MBE Rules · Torts
Market-Share Liability
Sindell — market share
The rule
For fungible products (DES) where the manufacturer cannot be identified, some courts apportion damages among manufacturers by market share unless a defendant proves it could not have made the product.
In plain English
Market-share liability allows plaintiffs to recover damages from multiple manufacturers of a fungible product when the specific manufacturer cannot be identified. In these cases, damages are divided among the manufacturers based on their market share, unless a manufacturer can prove it did not produce the harmful product.
Worked example
A group of patients suffers harm from a contaminated batch of a generic drug, but they cannot determine which manufacturer produced the harmful batch.
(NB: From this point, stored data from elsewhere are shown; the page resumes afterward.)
//! Regex patterns for invoice field recognition.

use lazy_static::lazy_static;
use regex::Regex;

lazy_static! {
    // Invoice number: labeled forms ("Invoice #", "Invoice No", "Invoice Number").
    pub static ref INVOICE_NUMBER: Regex = Regex::new(
        r"(?i)\binvoice\s*(?:#|no\.?|num(?:ber)?\.?)\s*[:.]?\s*([A-Za-z0-9][A-Za-z0-9/_\-]*)"
    ).unwrap();

    // Weaker labeled form: "Invoice: INV-001".
    pub static ref INVOICE_NUMBER_COLON: Regex = Regex::new(
        r"(?i)\binvoice\s*:\s*([A-Za-z0-9][A-Za-z0-9/_\-]*)"
    ).unwrap();

    // Vendor name: label and value on the same line.
    pub static ref VENDOR_INLINE: Regex = Regex::new(
        r"(?i)\b(?:vendor|seller|supplier|sold\s+by|remit\s+to|bill\s+from|issued\s+by)\s*:\s*(.+)"
    ).unwrap();

    // Vendor name: label alone on a line, value on the next line.
    pub static ref VENDOR_LABEL: Regex = Regex::new(
        r"(?i)^\s*(?:vendor|seller|supplier|sold\s+by|remit\s+to|bill\s+from|issued\s+by)\s*:?\s*$"
    ).unwrap();

    // Any non-empty line, used as the value pattern for label-then-line rules.
    pub static ref NONEMPTY_LINE: Regex = Regex::new(r"^\s*(\S.*?)\s*$").unwrap();

    // A date in one of the accepted shapes.
    pub static ref DATE_SHAPE: Regex = Regex::new(concat!(
        r"(\d{4}-\d{2}-\d{2}",
        r"|\d{1,2}[./\-]\d{1,2}[./\-]\d{2,4}",
        r"|(?:January|February|March|April|May|June|July|August|September|October|November|December",
        r"|Jan|Feb|Mar|Apr|Jun|Jul|Aug|Sep|Oct|Nov|Dec)[a-z]*\.?\s+\d{1,2},?\s+\d{4}",
        r"|\d{1,2}\s+(?:January|February|March|April|May|June|July|August|September|October|November|December",
        r"|Jan|Feb|Mar|Apr|Jun|Jul|Aug|Sep|Oct|Nov|Dec)[a-z]*\.?\s+\d{4})"
    )).unwrap();

    // Issue date: labeled forms.
    pub static ref ISSUE_DATE: Regex = Regex::new(concat!(
        r"(?i)\b(?:invoice\s+date|issue\s+date|date\s+of\s+issue|issued\s+on|dated?)\s*[:.]?\s*",
        r"(\d{4}-\d{2}-\d{2}",
        r"|\d{1,2}[./\-]\d{1,2}[./\-]\d{2,4}",
        r"|[A-Za-z]{3,9}\.?\s+\d{1,2},?\s+\d{4}",
        r"|\d{1,2}\s+[A-Za-z]{3,9}\.?\s+\d{4})"
    )).unwrap();

    // Currency: labeled form ("Currency: USD").
    pub static ref CURRENCY_LABELED: Regex = Regex::new(
        r"(?i)\bcurrency\s*[:.]?\s*([A-Za-z]{3})\b"
    ).unwrap();

    // Currency: bare ISO code.
    pub static ref CURRENCY_CODE: Regex = Regex::new(
        r"\b(USD|EUR|GBP|PLN|CHF|SEK|NOK|DKK|JPY|CAD|AUD)\b"
    ).unwrap();

    // A currency amount: optional symbol/code, thousands separators, decimals.
    pub static ref MONEY: Regex = Regex::new(
        r"(?:[A-Z]{3}\s*)?[$€£]?\s*\d{1,3}(?:[,\s\u{00a0}]\d{3})*(?:[.,]\d{1,4})?"
    ).unwrap();

    // Total amount near a "Total" label. \b keeps "Subtotal" from matching.
    pub static ref TOTAL_INLINE: Regex = Regex::new(
        r"(?i)\b(?:grand\s+total|total\s+due|total\s+amount|amount\s+due|balance\s+due|total)\s*[:.]?\s*((?:[A-Za-z]{3}\s*)?[$€£]?\s*\d{1,3}(?:[,\s\u{00a0}]\d{3})*(?:[.,]\d{1,4})?)"
    ).unwrap();

    // Total label alone on a line; the amount sits on the next line.
    pub static ref TOTAL_LABEL: Regex = Regex::new(
        r"(?i)^\s*(?:grand\s+total|total\s+due|total\s+amount|amount\s+due|balance\s+due|total)\s*[:.]?\s*$"
    ).unwrap();

    // An amount standing alone on a line.
    pub static ref MONEY_LINE: Regex = Regex::new(
        r"^\s*((?:[A-Za-z]{3}\s*)?[$€£]?\s*\d{1,3}(?:[,\s\u{00a0}]\d{3})*(?:[.,]\d{1,4})?)\s*$"
    ).unwrap();

    // Line-item table header row.
    pub static ref ITEM_TABLE_HEADER: Regex = Regex::new(
        r"(?i)\b(?:description|item|product|service)s?\b.*\b(?:qty|quantity|amount|price|total)\b"
    ).unwrap();

    // Summary row that terminates the line-item table.
    pub static ref ITEM_TABLE_END: Regex = Regex::new(
        r"(?i)^\s*(?:sub\s*total|subtotal|grand\s+total|total\s+due|total\s+amount|amount\s+due|balance\s+due|total|tax|vat|shipping)\b"
    ).unwrap();

    // Compact single-line item: "Widget x10 @ $123.456".
    pub static ref COMPACT_ITEM: Regex = Regex::new(
        r"(?i)^(?P<desc>.+?)\s+[x×]\s*(?P<qty>\d+(?:\.\d+)?)\s*@\s*(?P<price>[$€£]?\s*\d{1,3}(?:[,\s]\d{3})*(?:\.\d{1,4})?)(?:\s*=?\s*(?P<total>[$€£]?\s*\d{1,3}(?:[,\s]\d{3})*(?:\.\d{1,4})?))?\s*$"
    ).unwrap();

    // Any number inside a table row.
    pub static ref ROW_NUMBER: Regex = Regex::new(
        r"[$€£]?\s*\d{1,3}(?:,\d{3})*(?:\.\d{1,4})?"
    ).unwrap();
}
The court decides to apply market-share liability, and each manufacturer is held responsible for a portion of the damages based on their market share in the generic drug market. As a result, the plaintiffs receive compensation from all manufacturers involved.
Memory hook
If you can't find the maker, share the blame!
The trap
Exams may present scenarios where students must identify which manufacturers can escape liability, leading to confusion about the burden of proof. Students often overlook the requirement for defendants to prove they did not produce the product.
How examiners test it
Questions typically involve a fact pattern where multiple manufacturers are implicated in harm caused by a fungible product, testing the student's understanding of how to apply market-share liability principles.